En forçant la main au récit, Abrams et Terrio posent lourdement les bases d’un dernier acte qui s’égare trop loin des émotions de ses personnages, trop précipité qu’il est de nous faire arriver à une conclusion dont les ressorts spectaculaires (des armadas innombrables et des canons destructeurs de planètes par milliers) ne s’avèrent ni intéressants symboliquement (parce que le scénario est profondément apolitique alors que la politique a toujours été le nerf de cette guerre des étoiles), ni intéressants dynamiquement (parce qu’il s’agit sans aucun doute de la mise en scène la moins inventive qu’ait signé Abrams dans sa carrière).
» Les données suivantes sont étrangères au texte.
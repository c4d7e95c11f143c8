//! Model and scaler persistence.
//!
//! The model is stored as bincode, the scaler and feature schema as pretty
//! JSON. Writes go through [`ArtifactWriter`], which creates the output
//! directory and removes what it created if the run fails before
//! [`ArtifactWriter::commit`].

use std::fs::{self, File};
use std::io::{self, BufWriter, Write};
use std::path::{Path, PathBuf};

use serde::{Deserialize, Serialize};
use skycast_data::{FeatureSchema, StandardScaler};
use skycast_layers::Sequential;
use tracing::{info, warn};

use crate::error::{ArtifactError, ArtifactResult};

/// File name of the serialized network.
pub const MODEL_FILE: &str = "weather_model.bin";

/// File name of the serialized scaler.
pub const SCALER_FILE: &str = "scaler.json";

/// Layout version of [`ModelArtifact`].
pub const MODEL_FORMAT_VERSION: u32 = 1;

/// Contents of the model file.
#[derive(Debug, Clone, Serialize, Deserialize)]
pub struct ModelArtifact {
    /// Layout version, see [`MODEL_FORMAT_VERSION`].
    pub format_version: u32,
    /// Feature width the network expects.
    pub input_dim: usize,
    /// Trained network, including batch-norm running statistics.
    pub network: Sequential,
}

impl ModelArtifact {
    /// Wraps a trained network.
    pub fn new(network: Sequential) -> Self {
        Self {
            format_version: MODEL_FORMAT_VERSION,
            input_dim: network.input_dim(),
            network,
        }
    }
}

/// Contents of the scaler file.
#[derive(Debug, Clone, PartialEq, Serialize, Deserialize)]
pub struct ScalerArtifact {
    /// Fitted column statistics.
    pub scaler: StandardScaler,
    /// Column layout, including the weather label mapping.
    pub schema: FeatureSchema,
}

/// A file being written that is deleted unless committed.
#[derive(Debug)]
pub struct PendingFile {
    path: PathBuf,
    file: Option<BufWriter<File>>,
}

impl PendingFile {
    /// Creates or truncates `path`.
    ///
    /// # Errors
    ///
    /// Returns [`ArtifactError::Io`] if the file cannot be created.
    pub fn create(path: impl Into<PathBuf>) -> ArtifactResult<Self> {
        let path = path.into();
        let file = File::create(&path).map_err(|source| ArtifactError::Io {
            path: path.clone(),
            source,
        })?;
        Ok(Self {
            path,
            file: Some(BufWriter::new(file)),
        })
    }

    /// Target path.
    pub fn path(&self) -> &Path {
        &self.path
    }

    /// Flushes and syncs the file, keeping it on disk.
    ///
    /// # Errors
    ///
    /// Returns [`ArtifactError::Io`] if flushing fails; the file is removed.
    pub fn commit(mut self) -> ArtifactResult<PathBuf> {
        let path = self.path.clone();
        if let Some(writer) = self.file.take() {
            let synced = writer
                .into_inner()
                .map_err(|e| e.into_error())
                .and_then(|file| file.sync_all());
            if let Err(source) = synced {
                let _ = fs::remove_file(&path);
                return Err(ArtifactError::Io { path, source });
            }
        }
        Ok(path)
    }
}

impl Write for PendingFile {
    fn write(&mut self, buf: &[u8]) -> io::Result<usize> {
        match self.file.as_mut() {
            Some(file) => file.write(buf),
            None => Err(io::Error::new(io::ErrorKind::Other, "file already committed")),
        }
    }

    fn flush(&mut self) -> io::Result<()> {
        match self.file.as_mut() {
            Some(file) => file.flush(),
            None => Ok(()),
        }
    }
}

impl Drop for PendingFile {
    fn drop(&mut self) {
        if self.file.take().is_some() {
            warn!(path = %self.path.display(), "Removing uncommitted artifact");
            let _ = fs::remove_file(&self.path);
        }
    }
}

/// Writes artifacts into one directory.
///
/// The directory is created on construction if absent. Dropping the writer
/// without calling [`ArtifactWriter::commit`] removes every file it wrote and,
/// if it created the directory, every directory it created on the way there.
/// Existing files with the same names are overwritten.
#[derive(Debug)]
pub struct ArtifactWriter {
    dir: PathBuf,
    created_root: Option<PathBuf>,
    written: Vec<PathBuf>,
    committed: bool,
}

impl ArtifactWriter {
    /// Opens `dir`, creating it (and any parents) if needed.
    ///
    /// # Errors
    ///
    /// Returns [`ArtifactError::Io`] if the directory cannot be created.
    pub fn create(dir: impl Into<PathBuf>) -> ArtifactResult<Self> {
        let dir = dir.into();
        let created_root = topmost_missing_ancestor(&dir);
        if let Some(root) = &created_root {
            fs::create_dir_all(&dir).map_err(|source| ArtifactError::Io {
                path: dir.clone(),
                source,
            })?;
            info!(path = %dir.display(), root = %root.display(), "Created artifact directory");
        }
        Ok(Self {
            dir,
            created_root,
            written: Vec::new(),
            committed: false,
        })
    }

    /// Output directory.
    pub fn dir(&self) -> &Path {
        &self.dir
    }

    /// Whether this writer created the directory.
    pub fn created_dir(&self) -> bool {
        self.created_root.is_some()
    }

    /// Starts a file inside the directory.
    ///
    /// # Errors
    ///
    /// Returns [`ArtifactError::Io`] if the file cannot be created.
    pub fn begin(&self, file_name: &str) -> ArtifactResult<PendingFile> {
        PendingFile::create(self.dir.join(file_name))
    }

    /// Writes `network` to [`MODEL_FILE`].
    ///
    /// # Errors
    ///
    /// Fails on encoding or I/O errors.
    pub fn write_model(&mut self, network: &Sequential) -> ArtifactResult<PathBuf> {
        let artifact = ModelArtifact::new(network.clone());
        let mut pending = self.begin(MODEL_FILE)?;
        bincode::serialize_into(&mut pending, &artifact).map_err(ArtifactError::Encode)?;
        self.finish(pending)
    }

    /// Writes `artifact` to [`SCALER_FILE`].
    ///
    /// # Errors
    ///
    /// Fails on encoding or I/O errors.
    pub fn write_scaler(&mut self, artifact: &ScalerArtifact) -> ArtifactResult<PathBuf> {
        let mut pending = self.begin(SCALER_FILE)?;
        serde_json::to_writer_pretty(&mut pending, artifact)?;
        self.finish(pending)
    }

    /// Keeps everything written so far and returns the file paths.
    pub fn commit(mut self) -> Vec<PathBuf> {
        self.committed = true;
        std::mem::take(&mut self.written)
    }

    fn finish(&mut self, pending: PendingFile) -> ArtifactResult<PathBuf> {
        let path = pending.commit()?;
        info!(path = %path.display(), "Saved artifact");
        self.written.push(path.clone());
        Ok(path)
    }
}

impl Drop for ArtifactWriter {
    fn drop(&mut self) {
        if self.committed {
            return;
        }
        for path in &self.written {
            let _ = fs::remove_file(path);
        }
        if let Some(root) = &self.created_root {
            warn!(path = %root.display(), "Removing artifact directory after failed run");
            let _ = fs::remove_dir_all(root);
        }
    }
}

/// Outermost directory in the missing chain `dir`, `dir/..`, ... that
/// `create_dir_all` would create. `None` if `dir` already exists.
fn topmost_missing_ancestor(dir: &Path) -> Option<PathBuf> {
    dir.ancestors()
        .filter(|p| !p.as_os_str().is_empty())
        .take_while(|p| !p.exists())
        .last()
        .map(Path::to_path_buf)
}

/// Reads a model file written by [`ArtifactWriter::write_model`].
///
/// # Errors
///
/// Fails if the file cannot be read or decoded, was written by another
/// format version, or its recorded width disagrees with the network.
pub fn load_model(path: impl AsRef<Path>) -> ArtifactResult<ModelArtifact> {
    let path = path.as_ref();
    let bytes = fs::read(path).map_err(|source| ArtifactError::Io {
        path: path.to_path_buf(),
        source,
    })?;
    let artifact: ModelArtifact = bincode::deserialize(&bytes).map_err(ArtifactError::Decode)?;
    if artifact.format_version != MODEL_FORMAT_VERSION {
        return Err(ArtifactError::VersionMismatch {
            expected: MODEL_FORMAT_VERSION,
            found: artifact.format_version,
        });
    }
    if artifact.input_dim != artifact.network.input_dim() {
        return Err(ArtifactError::Corrupted(format!(
            "recorded input width {} but network expects {}",
            artifact.input_dim,
            artifact.network.input_dim()
        )));
    }
    info!(path = %path.display(), input_dim = artifact.input_dim, "Loaded model");
    Ok(artifact)
}

/// Reads a scaler file written by [`ArtifactWriter::write_scaler`].
///
/// # Errors
///
/// Fails if the file cannot be read or parsed.
pub fn load_scaler(path: impl AsRef<Path>) -> ArtifactResult<ScalerArtifact> {
    let path = path.as_ref();
    let text = fs::read_to_string(path).map_err(|source| ArtifactError::Io {
        path: path.to_path_buf(),
        source,
    })?;
    let artifact: ScalerArtifact = serde_json::from_str(&text)?;
    if artifact.scaler.n_features() != artifact.schema.width() {
        return Err(ArtifactError::Corrupted(format!(
            "scaler has {} columns but schema describes {}",
            artifact.scaler.n_features(),
            artifact.schema.width()
        )));
    }
    Ok(artifact)
}

#[cfg(test)]
mod tests {
    use super::*;
    use skycast_data::{generate, FeatureBuilder, SyntheticConfig};
    use skycast_layers::{ActivationType, Layer, Regularizer, SequentialConfig, Tensor};
    use tempfile::tempdir;

    fn network() -> Sequential {
        let mut net = SequentialConfig::new(3)
            .add_dense(4, ActivationType::ReLU, Regularizer::L2(0.001))
            .add_batch_norm(0.01, 1e-3)
            .add_dense(1, ActivationType::None, Regularizer::None)
            .build(7)
            .unwrap();
        net.set_training(false);
        net
    }

    fn scaler_artifact() -> ScalerArtifact {
        let table = generate(&SyntheticConfig::new(20, 3, 1)).unwrap();
        let set = FeatureBuilder::new().build(&table).unwrap();
        ScalerArtifact {
            scaler: set.scaler,
            schema: set.schema,
        }
    }

    #[test]
    fn test_round_trip() {
        let dir = tempdir().unwrap();
        let out = dir.path().join("models");
        let net = network();
        let scaler = scaler_artifact();

        let mut writer = ArtifactWriter::create(&out).unwrap();
        assert!(writer.created_dir());
        let model_path = writer.write_model(&net).unwrap();
        let scaler_path = writer.write_scaler(&scaler).unwrap();
        let written = writer.commit();
        assert_eq!(written, vec![model_path.clone(), scaler_path.clone()]);

        assert_eq!(model_path, out.join(MODEL_FILE));
        let model = load_model(&model_path).unwrap();
        assert_eq!(model.format_version, MODEL_FORMAT_VERSION);
        assert_eq!(model.input_dim, 3);
        let x = Tensor::ones(&[2, 3]);
        assert_eq!(model.network.forward(&x).unwrap(), net.forward(&x).unwrap());

        let loaded = load_scaler(&scaler_path).unwrap();
        assert_eq!(loaded, scaler);
        assert_eq!(loaded.schema.indicator_index("Clear"), Some(13));
    }

    #[test]
    fn test_overwrites_existing_files() {
        let dir = tempdir().unwrap();
        fs::write(dir.path().join(MODEL_FILE), b"stale").unwrap();

        let mut writer = ArtifactWriter::create(dir.path()).unwrap();
        assert!(!writer.created_dir());
        writer.write_model(&network()).unwrap();
        writer.commit();
        assert!(load_model(dir.path().join(MODEL_FILE)).is_ok());
    }

    #[test]
    fn test_uncommitted_writer_removes_created_dir() {
        let dir = tempdir().unwrap();
        let out = dir.path().join("nested").join("models");
        {
            let mut writer = ArtifactWriter::create(&out).unwrap();
            writer.write_model(&network()).unwrap();
            assert!(out.join(MODEL_FILE).exists());
        }
        assert!(!out.exists());
        assert!(!dir.path().join("nested").exists());
        assert!(dir.path().exists());
    }

    #[test]
    fn test_uncommitted_writer_keeps_existing_parent() {
        let dir = tempdir().unwrap();
        let parent = dir.path().join("runs");
        fs::create_dir(&parent).unwrap();
        let out = parent.join("a").join("b");
        {
            let writer = ArtifactWriter::create(&out).unwrap();
            assert!(writer.created_dir());
        }
        assert!(parent.exists());
        assert!(!parent.join("a").exists());
    }

    #[test]
    fn test_uncommitted_writer_keeps_existing_dir() {
        let dir = tempdir().unwrap();
        fs::write(dir.path().join("notes.txt"), b"keep me").unwrap();
        {
            let mut writer = ArtifactWriter::create(dir.path()).unwrap();
            writer.write_scaler(&scaler_artifact()).unwrap();
        }
        assert!(dir.path().exists());
        assert!(dir.path().join("notes.txt").exists());
        assert!(!dir.path().join(SCALER_FILE).exists());
    }

    #[test]
    fn test_dropped_pending_file_is_removed() {
        let dir = tempdir().unwrap();
        let path = dir.path().join("partial.bin");
        {
            let mut pending = PendingFile::create(&path).unwrap();
            pending.write_all(b"half").unwrap();
            assert!(path.exists());
        }
        assert!(!path.exists());
    }

    #[test]
    fn test_load_rejects_garbage() {
        let dir = tempdir().unwrap();
        let path = dir.path().join(MODEL_FILE);
        fs::write(&path, b"\x01\x02").unwrap();
        assert!(matches!(load_model(&path), Err(ArtifactError::Decode(_))));

        let path = dir.path().join(SCALER_FILE);
        fs::write(&path, "{").unwrap();
        assert!(matches!(load_scaler(&path), Err(ArtifactError::Json(_))));

        assert!(matches!(
            load_model(dir.path().join("missing.bin")),
            Err(ArtifactError::Io { .. })
        ));
    }

    #[test]
    fn test_version_mismatch() {
        let dir = tempdir().unwrap();
        let path = dir.path().join(MODEL_FILE);
        let mut artifact = ModelArtifact::new(network());
        artifact.format_version = 99;
        fs::write(&path, bincode::serialize(&artifact).unwrap()).unwrap();
        assert!(matches!(
            load_model(&path),
            Err(ArtifactError::VersionMismatch {
                expected: 1,
                found: 99
            })
        ));
    }
}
Les formes mécaniques se mêlent aux effets magiques, les créatures croulent sous les formes humaines, les lasers rencontrent platement les sabres laser et eux les éclairs, le tout dans une sorte d’homéomorphie visuelle qui, en essayant de passer pour une harmonisation suprême, finit en bouillie, d’autant qu’elle trahit carrément la promesse de cinéma qui avait été formulée par ce même Abrams alors qu’il était aux commandes de Force Awakens.

Cette trahison, qui demeurera exemplaire dans l’histoire hollywoodienne, est symptomatique d’une industrie dont l’esprit créatif a capitulé au profit d’un équilibre impossible à maintenir entre, d’une part, les communautés de fans, dont la geekitude collective, bien qu’elle soit renseignée, passionnée, légitime, se construit autour d’exigences holistiques qui découragent les prises de risque, et d’autre part, le plus large public possible, qui serait peu au fait des références passées. Or rien de ces deux pôles n’aurait véritablement dû faire dévier la franchise de sa direction naturelle, qui aurait dû persister, à l’instar de la persistance qu’a eu George Lucas a raconté le récit de ses antépisodes en ignorant les plaintes publiques, privilégiant la bonne tenue d’une histoire où l’unité narrative et thématique a toujours primé sur le « monde extérieur » ; après tout, cette galaxie était censée être lointaine.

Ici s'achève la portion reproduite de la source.